Supplied entries:
Start of Block

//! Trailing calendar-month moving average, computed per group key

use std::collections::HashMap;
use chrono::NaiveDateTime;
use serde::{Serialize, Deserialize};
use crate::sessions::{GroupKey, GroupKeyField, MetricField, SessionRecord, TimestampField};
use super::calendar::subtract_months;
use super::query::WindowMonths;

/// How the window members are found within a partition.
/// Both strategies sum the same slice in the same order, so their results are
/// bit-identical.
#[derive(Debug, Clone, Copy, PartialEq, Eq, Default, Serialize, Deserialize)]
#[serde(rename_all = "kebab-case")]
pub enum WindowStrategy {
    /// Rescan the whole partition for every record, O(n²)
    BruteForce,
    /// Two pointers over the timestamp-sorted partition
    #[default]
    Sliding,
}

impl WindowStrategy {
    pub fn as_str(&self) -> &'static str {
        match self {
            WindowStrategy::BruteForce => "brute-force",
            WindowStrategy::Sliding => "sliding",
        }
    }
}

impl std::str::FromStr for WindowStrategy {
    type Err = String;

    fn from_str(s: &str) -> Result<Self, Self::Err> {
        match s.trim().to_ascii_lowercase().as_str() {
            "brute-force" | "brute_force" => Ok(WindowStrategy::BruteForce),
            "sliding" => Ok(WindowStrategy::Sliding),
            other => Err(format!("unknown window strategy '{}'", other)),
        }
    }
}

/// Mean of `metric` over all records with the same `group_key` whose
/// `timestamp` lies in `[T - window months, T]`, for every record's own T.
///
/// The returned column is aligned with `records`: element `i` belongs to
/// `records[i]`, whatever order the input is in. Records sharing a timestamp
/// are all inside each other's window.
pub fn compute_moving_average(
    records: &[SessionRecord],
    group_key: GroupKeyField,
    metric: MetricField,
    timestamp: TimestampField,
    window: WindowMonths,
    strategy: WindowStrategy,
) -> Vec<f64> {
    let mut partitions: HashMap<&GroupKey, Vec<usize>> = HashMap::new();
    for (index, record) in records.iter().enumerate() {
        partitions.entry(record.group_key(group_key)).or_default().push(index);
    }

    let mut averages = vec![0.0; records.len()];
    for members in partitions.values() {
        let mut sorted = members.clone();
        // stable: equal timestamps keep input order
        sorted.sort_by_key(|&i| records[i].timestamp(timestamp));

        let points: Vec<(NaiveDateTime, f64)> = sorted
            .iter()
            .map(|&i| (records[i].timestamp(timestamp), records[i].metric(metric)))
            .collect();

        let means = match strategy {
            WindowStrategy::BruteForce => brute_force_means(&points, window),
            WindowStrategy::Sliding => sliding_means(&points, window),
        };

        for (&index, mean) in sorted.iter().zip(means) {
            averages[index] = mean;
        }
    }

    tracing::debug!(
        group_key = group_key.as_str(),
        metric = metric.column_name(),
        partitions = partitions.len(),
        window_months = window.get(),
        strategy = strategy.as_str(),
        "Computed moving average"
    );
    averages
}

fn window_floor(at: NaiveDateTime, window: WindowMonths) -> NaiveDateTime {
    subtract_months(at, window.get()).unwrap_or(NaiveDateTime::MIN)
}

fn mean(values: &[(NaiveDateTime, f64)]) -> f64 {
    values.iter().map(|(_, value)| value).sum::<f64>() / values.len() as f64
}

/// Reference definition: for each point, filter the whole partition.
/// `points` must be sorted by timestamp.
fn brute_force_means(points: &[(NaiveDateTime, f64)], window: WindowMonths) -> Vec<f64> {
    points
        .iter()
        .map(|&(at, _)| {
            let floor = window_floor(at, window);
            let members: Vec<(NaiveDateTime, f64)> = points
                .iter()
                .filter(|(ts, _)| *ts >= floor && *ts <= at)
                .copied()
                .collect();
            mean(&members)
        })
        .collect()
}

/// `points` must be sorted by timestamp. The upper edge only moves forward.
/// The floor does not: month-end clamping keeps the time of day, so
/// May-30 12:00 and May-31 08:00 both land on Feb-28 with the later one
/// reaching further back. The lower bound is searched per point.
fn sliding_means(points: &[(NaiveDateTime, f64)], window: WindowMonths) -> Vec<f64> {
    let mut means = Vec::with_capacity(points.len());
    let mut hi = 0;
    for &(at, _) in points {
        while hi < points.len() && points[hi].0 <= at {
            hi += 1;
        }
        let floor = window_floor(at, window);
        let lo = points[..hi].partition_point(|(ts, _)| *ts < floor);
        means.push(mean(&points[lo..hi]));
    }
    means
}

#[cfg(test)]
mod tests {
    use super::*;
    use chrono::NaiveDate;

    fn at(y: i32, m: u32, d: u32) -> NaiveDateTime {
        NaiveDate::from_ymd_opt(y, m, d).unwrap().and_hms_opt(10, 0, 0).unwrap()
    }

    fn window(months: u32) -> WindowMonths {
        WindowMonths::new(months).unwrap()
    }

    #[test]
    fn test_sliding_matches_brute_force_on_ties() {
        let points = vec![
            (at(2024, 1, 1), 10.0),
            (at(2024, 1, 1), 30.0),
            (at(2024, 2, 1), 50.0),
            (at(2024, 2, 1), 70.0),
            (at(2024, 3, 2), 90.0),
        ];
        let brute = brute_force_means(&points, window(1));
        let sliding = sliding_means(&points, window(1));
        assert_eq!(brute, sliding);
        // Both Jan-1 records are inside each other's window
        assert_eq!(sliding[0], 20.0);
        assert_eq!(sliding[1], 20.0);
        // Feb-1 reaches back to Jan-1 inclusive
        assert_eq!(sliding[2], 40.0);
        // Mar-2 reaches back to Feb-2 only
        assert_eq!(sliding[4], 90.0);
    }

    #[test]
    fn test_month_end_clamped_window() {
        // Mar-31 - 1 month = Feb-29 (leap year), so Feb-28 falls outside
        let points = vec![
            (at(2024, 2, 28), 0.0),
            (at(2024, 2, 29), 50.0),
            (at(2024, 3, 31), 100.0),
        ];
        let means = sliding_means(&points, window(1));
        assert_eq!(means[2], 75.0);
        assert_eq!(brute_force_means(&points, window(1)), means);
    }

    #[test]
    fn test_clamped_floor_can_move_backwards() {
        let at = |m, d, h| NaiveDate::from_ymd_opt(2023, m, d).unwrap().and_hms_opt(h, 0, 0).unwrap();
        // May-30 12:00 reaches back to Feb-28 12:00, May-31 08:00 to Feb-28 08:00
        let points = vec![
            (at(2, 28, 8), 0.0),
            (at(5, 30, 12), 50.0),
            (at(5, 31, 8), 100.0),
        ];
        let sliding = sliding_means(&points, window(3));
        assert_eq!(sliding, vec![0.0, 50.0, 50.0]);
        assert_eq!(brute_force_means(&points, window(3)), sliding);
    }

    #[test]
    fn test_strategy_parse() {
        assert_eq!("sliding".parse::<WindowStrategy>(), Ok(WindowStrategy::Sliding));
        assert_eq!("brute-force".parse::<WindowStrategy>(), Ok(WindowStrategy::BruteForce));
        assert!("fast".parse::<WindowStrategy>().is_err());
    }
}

End of Block

Exercise aim:
Above are some records. Copy each of their lines that holds the string "other".

Result:
            other => Err(format!("unknown window strategy '{}'", other)),
/// are all inside each other's window.
        // Both Jan-1 records are inside each other's window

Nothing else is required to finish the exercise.